En 2019, les actionnaires du CAC 40 ont reçu 60 milliards d’euros [1]. Mais plutôt que de récupérer cet argent pour endiguer la crise sanitaire et économique, Macron prolonge le système de chômage partiel : il revient donc à l’État, donc à nos impôts, d’indemniser les salarié·es. Macron promet également des aides pour les familles et les étudiant·es pauvres. Soit ! Mais cet argent provient de nos caisses à nous, plutôt que des poches pleines du patronat.

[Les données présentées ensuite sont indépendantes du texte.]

//! Enrollments: the link between one client and one health program.
//!
//! Status transitions are deliberately unconstrained; any status may be set
//! to any other. The only workflow-specific helper is
//! [`EnrollmentPatch::withdraw`], used by cancellation.

use std::fmt;
use std::str::FromStr;

use chrono::{DateTime, Utc};
use serde::{Deserialize, Serialize};

use crate::error::CoreError;
use crate::id::{ClientId, EnrollmentId, ProgramId};
use crate::time;

/// Lifecycle status of an enrollment.
#[derive(Debug, Clone, Copy, PartialEq, Eq, Hash, Serialize, Deserialize)]
#[serde(rename_all = "lowercase")]
pub enum EnrollmentStatus {
    Active,
    Completed,
    Withdrawn,
}

impl EnrollmentStatus {
    /// The lowercase wire/storage form.
    pub fn as_str(self) -> &'static str {
        match self {
            EnrollmentStatus::Active => "active",
            EnrollmentStatus::Completed => "completed",
            EnrollmentStatus::Withdrawn => "withdrawn",
        }
    }
}

impl fmt::Display for EnrollmentStatus {
    fn fmt(&self, f: &mut fmt::Formatter<'_>) -> fmt::Result {
        f.write_str(self.as_str())
    }
}

impl FromStr for EnrollmentStatus {
    type Err = CoreError;

    fn from_str(s: &str) -> Result<Self, Self::Err> {
        match s {
            "active" => Ok(EnrollmentStatus::Active),
            "completed" => Ok(EnrollmentStatus::Completed),
            "withdrawn" => Ok(EnrollmentStatus::Withdrawn),
            _ => Err(CoreError::UnknownStatus {
                value: s.to_string(),
            }),
        }
    }
}

/// An enrollment of a client in a health program.
#[derive(Debug, Clone, PartialEq, Eq, Serialize, Deserialize)]
#[serde(rename_all = "camelCase")]
pub struct Enrollment {
    pub id: EnrollmentId,
    pub client_id: ClientId,
    pub program_id: ProgramId,
    pub enrollment_date: DateTime<Utc>,
    pub status: EnrollmentStatus,
    #[serde(default, skip_serializing_if = "Option::is_none")]
    pub notes: Option<String>,
    pub created_at: DateTime<Utc>,
    pub updated_at: DateTime<Utc>,
}

/// Patchable enrollment fields. The client and program an enrollment links
/// are fixed at creation.
#[derive(Debug, Clone, Default, PartialEq, Eq)]
pub struct EnrollmentPatch {
    pub status: Option<EnrollmentStatus>,
    /// `Some(None)` clears the notes.
    pub notes: Option<Option<String>>,
}

impl EnrollmentPatch {
    /// The patch applied by cancellation.
    pub fn withdraw() -> Self {
        EnrollmentPatch {
            status: Some(EnrollmentStatus::Withdrawn),
            notes: None,
        }
    }
}

impl Enrollment {
    /// Builds a new active enrollment dated now. Missing notes become an
    /// empty string.
    pub fn new(client_id: ClientId, program_id: ProgramId, notes: Option<String>) -> Self {
        let now = time::now();
        Enrollment {
            id: EnrollmentId::generate(),
            client_id,
            program_id,
            enrollment_date: now,
            status: EnrollmentStatus::Active,
            notes: Some(notes.unwrap_or_default()),
            created_at: now,
            updated_at: now,
        }
    }

    pub fn is_active(&self) -> bool {
        self.status == EnrollmentStatus::Active
    }

    /// Whether this enrollment links exactly `client` and `program`.
    pub fn links(&self, client: &ClientId, program: &ProgramId) -> bool {
        &self.client_id == client && &self.program_id == program
    }

    /// Applies `patch` in place and bumps `updated_at`.
    pub fn apply(&mut self, patch: EnrollmentPatch) {
        if let Some(status) = patch.status {
            self.status = status;
        }
        if let Some(notes) = patch.notes {
            self.notes = notes;
        }
        self.updated_at = time::touch(self.updated_at);
    }
}
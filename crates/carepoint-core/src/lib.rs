//! Core record model for CarePoint.
//!
//! Defines the three entities the registry tracks ([`Client`],
//! [`HealthProgram`], [`Enrollment`]), their typed ids, the explicit patch
//! types used for partial updates, and the read-only join views assembled
//! by the storage layer.
//!
//! Nothing in this crate performs I/O. Entities are plain values; the
//! storage crate owns the collections they live in.

pub mod client;
pub mod enrollment;
pub mod error;
pub mod id;
pub mod program;
pub mod time;
pub mod views;

// Re-export commonly used types
pub use client::{Client, ClientPatch, Gender, NewClient};
pub use enrollment::{Enrollment, EnrollmentPatch, EnrollmentStatus};
pub use error::CoreError;
pub use id::{ClientId, EnrollmentId, ProgramId};
pub use program::{HealthProgram, NewProgram, ProgramPatch};
pub use views::{
    ClientWithEnrollments, EnrollmentWithClient, EnrollmentWithProgram, ProgramWithEnrollments,
};
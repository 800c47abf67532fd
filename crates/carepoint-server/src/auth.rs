//! Bearer-token gate for protected routes.
//!
//! When [`AppState::api_token`] is unset every request passes. Otherwise the
//! request must carry `Authorization: Bearer <token>` with the exact token;
//! surrounding whitespace is not stripped.

use axum::extract::{Request, State};
use axum::http::header::AUTHORIZATION;
use axum::middleware::Next;
use axum::response::Response;

use crate::error::ApiError;
use crate::state::AppState;

/// Middleware rejecting requests without the configured bearer token.
pub async fn require_token(
    State(state): State<AppState>,
    request: Request,
    next: Next,
) -> Result<Response, ApiError> {
    let Some(expected) = state.api_token.as_deref() else {
        return Ok(next.run(request).await);
    };

    let presented = request
        .headers()
        .get(AUTHORIZATION)
        .and_then(|value| value.to_str().ok())
        .and_then(|value| value.strip_prefix("Bearer "));

    match presented {
        Some(token) if tokens_match(token, expected) => Ok(next.run(request).await),
        Some(_) => {
            tracing::warn!(path = %request.uri().path(), "rejected request with wrong token");
            Err(ApiError::Unauthorized("Invalid token".into()))
        }
        None => {
            tracing::warn!(path = %request.uri().path(), "rejected request without token");
            Err(ApiError::Unauthorized("Authentication required".into()))
        }
    }
}

/// Byte-wise equality that inspects every byte of equal-length inputs, so
/// the time taken does not reveal the length of a matching prefix.
fn tokens_match(presented: &str, expected: &str) -> bool {
    let (a, b) = (presented.as_bytes(), expected.as_bytes());
    if a.len() != b.len() {
        return false;
    }
    a.iter().zip(b).fold(0u8, |acc, (x, y)| acc | (x ^ y)) == 0
}

#[cfg(test)]
mod tests {
    use super::*;

    #[test]
    fn only_the_exact_token_matches() {
        assert!(tokens_match("s3cret", "s3cret"));
        assert!(!tokens_match("s3cret ", "s3cret"));
        assert!(!tokens_match(" s3cret", "s3cret"));
        assert!(!tokens_match("s3creT", "s3cret"));
        assert!(!tokens_match("", "s3cret"));
    }
}
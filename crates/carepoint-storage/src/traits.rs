//! The [`RecordStore`] trait defining the storage contract for the registry.
//!
//! Two-layer API design:
//! - **Primitive** methods form the trait foundation. Each one reads or
//!   writes a single record (or, for deletes, a record and its dependent
//!   enrollments). Backends implement these.
//! - **Registry operations** are provided methods built on the primitives:
//!   id/timestamp assignment, patch application, idempotent enrollment,
//!   and the relational joins.
//!
//! All backends (InMemoryStore, SnapshotStore, SqliteStore) implement this
//! trait, ensuring they are fully swappable without changing callers.

use carepoint_core::{
    Client, ClientId, ClientPatch, ClientWithEnrollments, Enrollment, EnrollmentId,
    EnrollmentPatch, EnrollmentWithClient, EnrollmentWithProgram, HealthProgram, NewClient,
    NewProgram, ProgramId, ProgramPatch, ProgramWithEnrollments,
};

use crate::error::StorageError;
use crate::snapshot::Snapshot;

/// The storage contract for clients, programs and enrollments.
///
/// The trait is synchronous: every operation runs to completion on the
/// calling thread. Callers sharing a store across tasks wrap it in a mutex.
pub trait RecordStore {
    // -------------------------------------------------------------------
    // Lookup by id
    // -------------------------------------------------------------------

    /// Retrieves a client by id.
    fn get_client(&self, id: &ClientId) -> Result<Option<Client>, StorageError>;

    /// Retrieves a program by id.
    fn get_program(&self, id: &ProgramId) -> Result<Option<HealthProgram>, StorageError>;

    /// Retrieves an enrollment by id.
    fn get_enrollment(&self, id: &EnrollmentId) -> Result<Option<Enrollment>, StorageError>;

    // -------------------------------------------------------------------
    // Collections (insertion order)
    // -------------------------------------------------------------------

    fn list_clients(&self) -> Result<Vec<Client>, StorageError>;

    fn list_programs(&self) -> Result<Vec<HealthProgram>, StorageError>;

    fn list_enrollments(&self) -> Result<Vec<Enrollment>, StorageError>;

    /// All enrollments of a client, whatever their status.
    fn find_enrollments_by_client(&self, id: &ClientId) -> Result<Vec<Enrollment>, StorageError>;

    /// All enrollments in a program, whatever their status.
    fn find_enrollments_by_program(
        &self,
        id: &ProgramId,
    ) -> Result<Vec<Enrollment>, StorageError>;

    /// The first active enrollment linking `client` and `program`, if any.
    fn find_active_enrollment(
        &self,
        client: &ClientId,
        program: &ProgramId,
    ) -> Result<Option<Enrollment>, StorageError>;

    // -------------------------------------------------------------------
    // Record writes
    // -------------------------------------------------------------------

    /// Appends a fully formed client record.
    fn insert_client(&mut self, client: &Client) -> Result<(), StorageError>;

    /// Overwrites the stored client with the same id.
    fn replace_client(&mut self, client: &Client) -> Result<(), StorageError>;

    /// Removes a client and every enrollment referencing it.
    ///
    /// Returns `false` (and changes nothing) if the id is unknown.
    fn delete_client(&mut self, id: &ClientId) -> Result<bool, StorageError>;

    /// Appends a fully formed program record.
    fn insert_program(&mut self, program: &HealthProgram) -> Result<(), StorageError>;

    /// Overwrites the stored program with the same id.
    fn replace_program(&mut self, program: &HealthProgram) -> Result<(), StorageError>;

    /// Removes a program and every enrollment referencing it.
    ///
    /// Returns `false` (and changes nothing) if the id is unknown.
    fn delete_program(&mut self, id: &ProgramId) -> Result<bool, StorageError>;

    /// Appends a fully formed enrollment record.
    fn insert_enrollment(&mut self, enrollment: &Enrollment) -> Result<(), StorageError>;

    /// Overwrites the stored enrollment with the same id.
    fn replace_enrollment(&mut self, enrollment: &Enrollment) -> Result<(), StorageError>;

    // -------------------------------------------------------------------
    // Registry operations
    // -------------------------------------------------------------------

    /// Registers a client, assigning its id and timestamps.
    fn add_client(&mut self, data: NewClient) -> Result<Client, StorageError> {
        let client = Client::new(data);
        self.insert_client(&client)?;
        Ok(client)
    }

    /// Applies `patch` to an existing client. `None` if the id is unknown.
    fn update_client(
        &mut self,
        id: &ClientId,
        patch: ClientPatch,
    ) -> Result<Option<Client>, StorageError> {
        let Some(mut client) = self.get_client(id)? else {
            return Ok(None);
        };
        client.apply(patch);
        self.replace_client(&client)?;
        Ok(Some(client))
    }

    /// Creates a program, assigning its id and timestamps.
    fn add_program(&mut self, data: NewProgram) -> Result<HealthProgram, StorageError> {
        let program = HealthProgram::new(data);
        self.insert_program(&program)?;
        Ok(program)
    }

    /// Applies `patch` to an existing program. `None` if the id is unknown.
    fn update_program(
        &mut self,
        id: &ProgramId,
        patch: ProgramPatch,
    ) -> Result<Option<HealthProgram>, StorageError> {
        let Some(mut program) = self.get_program(id)? else {
            return Ok(None);
        };
        program.apply(patch);
        self.replace_program(&program)?;
        Ok(Some(program))
    }

    /// Enrolls a client in a program.
    ///
    /// Returns `None` if either the client or the program does not exist.
    /// If the pair already has an active enrollment, that enrollment is
    /// returned unchanged. Completed or withdrawn enrollments do not count,
    /// so re-enrolling after a withdrawal creates a new record.
    fn enroll_client_in_program(
        &mut self,
        client_id: &ClientId,
        program_id: &ProgramId,
        notes: Option<String>,
    ) -> Result<Option<Enrollment>, StorageError> {
        if self.get_client(client_id)?.is_none() || self.get_program(program_id)?.is_none() {
            return Ok(None);
        }
        if let Some(existing) = self.find_active_enrollment(client_id, program_id)? {
            return Ok(Some(existing));
        }
        let enrollment = Enrollment::new(client_id.clone(), program_id.clone(), notes);
        self.insert_enrollment(&enrollment)?;
        Ok(Some(enrollment))
    }

    /// Applies `patch` to an existing enrollment. `None` if the id is unknown.
    fn update_enrollment(
        &mut self,
        id: &EnrollmentId,
        patch: EnrollmentPatch,
    ) -> Result<Option<Enrollment>, StorageError> {
        let Some(mut enrollment) = self.get_enrollment(id)? else {
            return Ok(None);
        };
        enrollment.apply(patch);
        self.replace_enrollment(&enrollment)?;
        Ok(Some(enrollment))
    }

    /// Marks an enrollment withdrawn. Returns whether it existed.
    fn cancel_enrollment(&mut self, id: &EnrollmentId) -> Result<bool, StorageError> {
        Ok(self
            .update_enrollment(id, EnrollmentPatch::withdraw())?
            .is_some())
    }

    // -------------------------------------------------------------------
    // Relational accessors
    // -------------------------------------------------------------------

    /// A client with all its enrollments, each carrying its program.
    fn get_client_with_programs(
        &self,
        id: &ClientId,
    ) -> Result<Option<ClientWithEnrollments>, StorageError> {
        let Some(client) = self.get_client(id)? else {
            return Ok(None);
        };
        let mut enrollments = Vec::new();
        for enrollment in self.find_enrollments_by_client(id)? {
            let program = self.get_program(&enrollment.program_id)?.ok_or_else(|| {
                StorageError::IntegrityError {
                    reason: format!(
                        "enrollment {} references missing program {}",
                        enrollment.id, enrollment.program_id
                    ),
                }
            })?;
            enrollments.push(EnrollmentWithProgram {
                enrollment,
                program,
            });
        }
        Ok(Some(ClientWithEnrollments {
            client,
            enrollments,
        }))
    }

    /// A program with all its enrollments, each carrying its client.
    fn get_program_with_clients(
        &self,
        id: &ProgramId,
    ) -> Result<Option<ProgramWithEnrollments>, StorageError> {
        let Some(program) = self.get_program(id)? else {
            return Ok(None);
        };
        let mut enrollments = Vec::new();
        for enrollment in self.find_enrollments_by_program(id)? {
            let client = self.get_client(&enrollment.client_id)?.ok_or_else(|| {
                StorageError::IntegrityError {
                    reason: format!(
                        "enrollment {} references missing client {}",
                        enrollment.id, enrollment.client_id
                    ),
                }
            })?;
            enrollments.push(EnrollmentWithClient { enrollment, client });
        }
        Ok(Some(ProgramWithEnrollments {
            program,
            enrollments,
        }))
    }

    /// Clients matching `term` (see [`Client::matches`]), in insertion order.
    /// A blank term returns every client.
    fn search_clients(&self, term: &str) -> Result<Vec<Client>, StorageError> {
        Ok(self
            .list_clients()?
            .into_iter()
            .filter(|client| client.matches(term))
            .collect())
    }

    // -------------------------------------------------------------------
    // Snapshots
    // -------------------------------------------------------------------

    /// Captures all three collections.
    fn snapshot(&self) -> Result<Snapshot, StorageError> {
        Ok(Snapshot {
            clients: self.list_clients()?,
            programs: self.list_programs()?,
            enrollments: self.list_enrollments()?,
        })
    }

    /// Inserts every record of `snapshot` verbatim (ids and timestamps
    /// included). Meant for an empty store; ids already present are a
    /// backend error.
    fn import_snapshot(&mut self, snapshot: &Snapshot) -> Result<(), StorageError> {
        for client in &snapshot.clients {
            self.insert_client(client)?;
        }
        for program in &snapshot.programs {
            self.insert_program(program)?;
        }
        for enrollment in &snapshot.enrollments {
            self.insert_enrollment(enrollment)?;
        }
        Ok(())
    }
}
//! Storage error types for carepoint-storage.
//!
//! [`StorageError`] covers backend failures only. Missing records are not
//! errors; they surface as `None`/`false` from [`crate::RecordStore`].

use thiserror::Error;

/// Errors produced by storage operations.
#[derive(Debug, Error)]
pub enum StorageError {
    /// JSON serialization or deserialization failed.
    #[error("serialization error: {0}")]
    Serialization(#[from] serde_json::Error),

    /// The SQLite backend reported an error.
    #[error("database error: {0}")]
    Sqlite(#[from] rusqlite::Error),

    /// Applying schema migrations failed.
    #[error("migration error: {0}")]
    Migration(String),

    /// Reading or writing a snapshot file failed.
    #[error("snapshot I/O error: {0}")]
    Io(#[from] std::io::Error),

    /// A stored record references an entity that no longer exists.
    #[error("integrity error: {reason}")]
    IntegrityError { reason: String },
}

Pire encore. Pour permettre une reprise plus large de l’activité au 11 mai, Macron annonce la réouverture des écoles. Placer des enfants, particulièrement vecteurs et asymptomatiques, par centaines dans des établissements, c’est irresponsable ! Cela risque de faire repartir l’épidémie rapidement. Mais cela permettra surtout de libérer les parents pour retourner au boulot.
Macron joue à l’équilibriste
Ce que cherche Macron ici, c’est un point d ’équilibre : pouvoir maintenir au plus haut niveau possible les profits des entreprises et les dividendes versés aux actionnaires, tout en endiguant suffisamment l’épidémie pour que le taux de mortalité reste « acceptable » pour la population. Car le gouvernement prépare l’après. Et le Medef a prévenu, selon son président, il faudra « se poser tôt ou tard la question du temps de travail, des jours fériés et des congés payés pour accompagner la reprise économique » [2]. Et ça tombe bien ! La loi d’urgence sanitaire permet justement un large assouplissement du droit du travail, et ce jusqu’au 31 décembre 2020 !
Bref, ce n’est pas une économie de reconstruction du pays, comme après une guerre, que nous prépare Macron, le président des patrons, mais bien une économie de reconstruction des profits.
Nos luttes seules pourront faire pencher la balance, pour que l’on ne paye pas cette crise qu’ils gèrent si mal, pour que l’on décide enfin pour nous-mêmes.